**Records for the exercise**.

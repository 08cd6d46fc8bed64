//! Trail compositor.
//!
//! Two viewport-sized images accumulate particle history. Each frame:
//!
//! 1. clear `temp`, draw `screen` into it at the fade opacity
//! 2. draw particles onto `temp` (blended, done by the draw stage)
//! 3. clear `screen`, copy `temp` into it unchanged
//!
//! and [`TrailCompositor::encode_present`] blends `screen` over the host's
//! output.

use bytemuck::{Pod, Zeroable};
use wgpu::util::DeviceExt;

use crate::error::GpuError;

use super::{RenderContext, TRAIL_FORMAT};

/// Which trail image to read back.
#[derive(Clone, Copy, Debug, PartialEq, Eq)]
pub enum TrailImage {
    /// The composited trail image presented each frame.
    Screen,
    /// Scratch image of the current frame.
    Temp,
}

#[repr(C)]
#[derive(Copy, Clone, Pod, Zeroable)]
struct ScreenUniforms {
    opacity: f32,
    _pad: [f32; 3],
}

struct TrailTarget {
    texture: wgpu::Texture,
    view: wgpu::TextureView,
}

/// GPU resources for the trail images.
pub struct TrailCompositor {
    screen: TrailTarget,
    temp: TrailTarget,
    width: u32,
    height: u32,
    fade_buffer: wgpu::Buffer,
    copy_buffer: wgpu::Buffer,
    /// `screen` at fade opacity.
    fade_bind_group: wgpu::BindGroup,
    /// `temp` at full opacity.
    copy_bind_group: wgpu::BindGroup,
    /// `screen` at full opacity.
    present_bind_group: wgpu::BindGroup,
}

impl TrailCompositor {
    pub fn new(
        device: &wgpu::Device,
        ctx: &RenderContext,
        width: u32,
        height: u32,
        fade_opacity: f32,
    ) -> Result<Self, GpuError> {
        let screen = create_image(device, "Trail Screen Texture", width, height)?;
        let temp = create_image(device, "Trail Temp Texture", width, height)?;

        let fade_buffer = device.create_buffer_init(&wgpu::util::BufferInitDescriptor {
            label: Some("Trail Fade Params Buffer"),
            contents: bytemuck::bytes_of(&ScreenUniforms {
                opacity: fade_opacity,
                _pad: [0.0; 3],
            }),
            usage: wgpu::BufferUsages::UNIFORM | wgpu::BufferUsages::COPY_DST,
        });
        let copy_buffer = device.create_buffer_init(&wgpu::util::BufferInitDescriptor {
            label: Some("Trail Copy Params Buffer"),
            contents: bytemuck::bytes_of(&ScreenUniforms {
                opacity: 1.0,
                _pad: [0.0; 3],
            }),
            usage: wgpu::BufferUsages::UNIFORM,
        });

        let fade_bind_group = create_bind_group(device, ctx, &screen.view, &fade_buffer);
        let copy_bind_group = create_bind_group(device, ctx, &temp.view, &copy_buffer);
        let present_bind_group = create_bind_group(device, ctx, &screen.view, &copy_buffer);

        log::debug!("Created {}x{} trail images", width, height);

        Ok(Self {
            screen,
            temp,
            width,
            height,
            fade_buffer,
            copy_buffer,
            fade_bind_group,
            copy_bind_group,
            present_bind_group,
        })
    }

    /// Recreate both images at a new size. Their contents start empty.
    pub fn resize(&mut self, device: &wgpu::Device, ctx: &RenderContext, width: u32, height: u32) -> Result<(), GpuError> {
        let screen = create_image(device, "Trail Screen Texture", width, height)?;
        let temp = create_image(device, "Trail Temp Texture", width, height)?;

        self.fade_bind_group = create_bind_group(device, ctx, &screen.view, &self.fade_buffer);
        self.copy_bind_group = create_bind_group(device, ctx, &temp.view, &self.copy_buffer);
        self.present_bind_group = create_bind_group(device, ctx, &screen.view, &self.copy_buffer);
        self.screen = screen;
        self.temp = temp;
        self.width = width;
        self.height = height;

        log::info!("Resized trail images to {}x{}", width, height);
        Ok(())
    }

    /// Image size as `(width, height)`.
    pub fn size(&self) -> (u32, u32) {
        (self.width, self.height)
    }

    /// Set how much of the previous frame survives each frame.
    pub fn set_fade_opacity(&self, queue: &wgpu::Queue, opacity: f32) {
        let uniforms = ScreenUniforms {
            opacity,
            _pad: [0.0; 3],
        };
        queue.write_buffer(&self.fade_buffer, 0, bytemuck::bytes_of(&uniforms));
    }

    /// Encode a clear of both images to transparent.
    pub fn encode_clear(&self, encoder: &mut wgpu::CommandEncoder) {
        drop(super::clear_pass(encoder, &self.screen.view, "Trail Clear Screen Pass"));
        drop(super::clear_pass(encoder, &self.temp.view, "Trail Clear Temp Pass"));
    }

    /// Clear both images and submit immediately.
    pub fn clear(&self, device: &wgpu::Device, queue: &wgpu::Queue) {
        let mut encoder = device.create_command_encoder(&wgpu::CommandEncoderDescriptor {
            label: Some("Trail Clear Encoder"),
        });
        self.encode_clear(&mut encoder);
        queue.submit(std::iter::once(encoder.finish()));
    }

    /// Step 1: faded copy of `screen` into a cleared `temp`.
    pub fn encode_fade(&self, encoder: &mut wgpu::CommandEncoder, ctx: &RenderContext) {
        let mut pass = super::clear_pass(encoder, &self.temp.view, "Trail Fade Pass");
        pass.set_pipeline(&ctx.fade_pipeline);
        pass.set_bind_group(0, &self.fade_bind_group, &[]);
        pass.draw(0..3, 0..1);
    }

    /// Target for step 2.
    pub fn temp_view(&self) -> &wgpu::TextureView {
        &self.temp.view
    }

    /// Step 3: `temp` copied into a cleared `screen`.
    pub fn encode_copy(&self, encoder: &mut wgpu::CommandEncoder, ctx: &RenderContext) {
        let mut pass = super::clear_pass(encoder, &self.screen.view, "Trail Copy Pass");
        pass.set_pipeline(&ctx.fade_pipeline);
        pass.set_bind_group(0, &self.copy_bind_group, &[]);
        pass.draw(0..3, 0..1);
    }

    /// Blend `screen` over whatever `output` already holds.
    pub fn encode_present(&self, encoder: &mut wgpu::CommandEncoder, ctx: &RenderContext, output: &wgpu::TextureView) {
        let mut pass = super::begin_pass(encoder, output, "Trail Present Pass", wgpu::LoadOp::Load);
        pass.set_pipeline(&ctx.present_pipeline);
        pass.set_bind_group(0, &self.present_bind_group, &[]);
        pass.draw(0..3, 0..1);
    }

    pub fn screen_view(&self) -> &wgpu::TextureView {
        &self.screen.view
    }

    /// Read an image back as 8-bit RGBA.
    pub fn read_image(
        &self,
        device: &wgpu::Device,
        queue: &wgpu::Queue,
        which: TrailImage,
    ) -> Result<image::RgbaImage, GpuError> {
        let target = match which {
            TrailImage::Screen => &self.screen,
            TrailImage::Temp => &self.temp,
        };
        let bytes = super::read_texture(device, queue, &target.texture, 4)?;
        image::RgbaImage::from_raw(self.width, self.height, bytes)
            .ok_or_else(|| GpuError::BufferMapping("readback size mismatch".to_string()))
    }
}

fn create_image(device: &wgpu::Device, label: &str, width: u32, height: u32) -> Result<TrailTarget, GpuError> {
    let (texture, view) = super::create_target(device, label, width, height, TRAIL_FORMAT)?;
    Ok(TrailTarget { texture, view })
}

fn create_bind_group(
    device: &wgpu::Device,
    ctx: &RenderContext,
    view: &wgpu::TextureView,
    params: &wgpu::Buffer,
) -> wgpu::BindGroup {
    device.create_bind_group(&wgpu::BindGroupDescriptor {
        label: Some("Trail Bind Group"),
        layout: &ctx.screen_layout,
        entries: &[
            wgpu::BindGroupEntry {
                binding: 0,
                resource: wgpu::BindingResource::TextureView(view),
            },
            wgpu::BindGroupEntry {
                binding: 1,
                resource: params.as_entire_binding(),
            },
        ],
    })
}

pub(super) fn create_bind_group_layout(device: &wgpu::Device) -> wgpu::BindGroupLayout {
    device.create_bind_group_layout(&wgpu::BindGroupLayoutDescriptor {
        label: Some("Trail Bind Group Layout"),
        entries: &[
            super::texture_entry(0, wgpu::ShaderStages::FRAGMENT),
            super::uniform_entry(1, wgpu::ShaderStages::FRAGMENT),
        ],
    })
}

pub(super) fn create_pipeline(
    device: &wgpu::Device,
    layout: &wgpu::BindGroupLayout,
    format: wgpu::TextureFormat,
    blend: Option<wgpu::BlendState>,
    label: &str,
) -> wgpu::RenderPipeline {
    let shader = device.create_shader_module(wgpu::ShaderModuleDescriptor {
        label: Some("Trail Screen Shader"),
        source: wgpu::ShaderSource::Wgsl(generate_shader().into()),
    });

    let pipeline_layout = device.create_pipeline_layout(&wgpu::PipelineLayoutDescriptor {
        label: Some("Trail Pipeline Layout"),
        bind_group_layouts: &[layout],
        push_constant_ranges: &[],
    });

    device.create_render_pipeline(&wgpu::RenderPipelineDescriptor {
        label: Some(label),
        layout: Some(&pipeline_layout),
        vertex: wgpu::VertexState {
            module: &shader,
            entry_point: Some("vs_main"),
            buffers: &[],
            compilation_options: Default::default(),
        },
        fragment: Some(wgpu::FragmentState {
            module: &shader,
            entry_point: Some("fs_main"),
            targets: &[Some(wgpu::ColorTargetState {
                format,
                blend,
                write_mask: wgpu::ColorWrites::ALL,
            })],
            compilation_options: Default::default(),
        }),
        primitive: wgpu::PrimitiveState::default(),
        depth_stencil: None,
        multisample: wgpu::MultisampleState::default(),
        multiview: None,
        cache: None,
    })
}

fn generate_shader() -> String {
    format!(
        r#"
struct ScreenParams {{
    opacity: f32,
}};

@group(0) @binding(0) var image: texture_2d<f32>;
@group(0) @binding(1) var<uniform> params: ScreenParams;

{fullscreen}

@fragment
fn fs_main(@builtin(position) frag_coord: vec4<f32>) -> @location(0) vec4<f32> {{
    let size = textureDimensions(image);
    let texel = min(vec2<u32>(frag_coord.xy), size - vec2<u32>(1u));
    let color = textureLoad(image, texel, 0);
    return vec4<f32>(color.rgb, color.a * params.opacity);
}}
"#,
        fullscreen = super::FULLSCREEN_VS,
    )
}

**Task item**. In the listing above, which lines include the string "TrailCompositor"? Return every one of them.

**Finished task**.
//! and [`TrailCompositor::encode_present`] blends `screen` over the host's
pub struct TrailCompositor {
impl TrailCompositor {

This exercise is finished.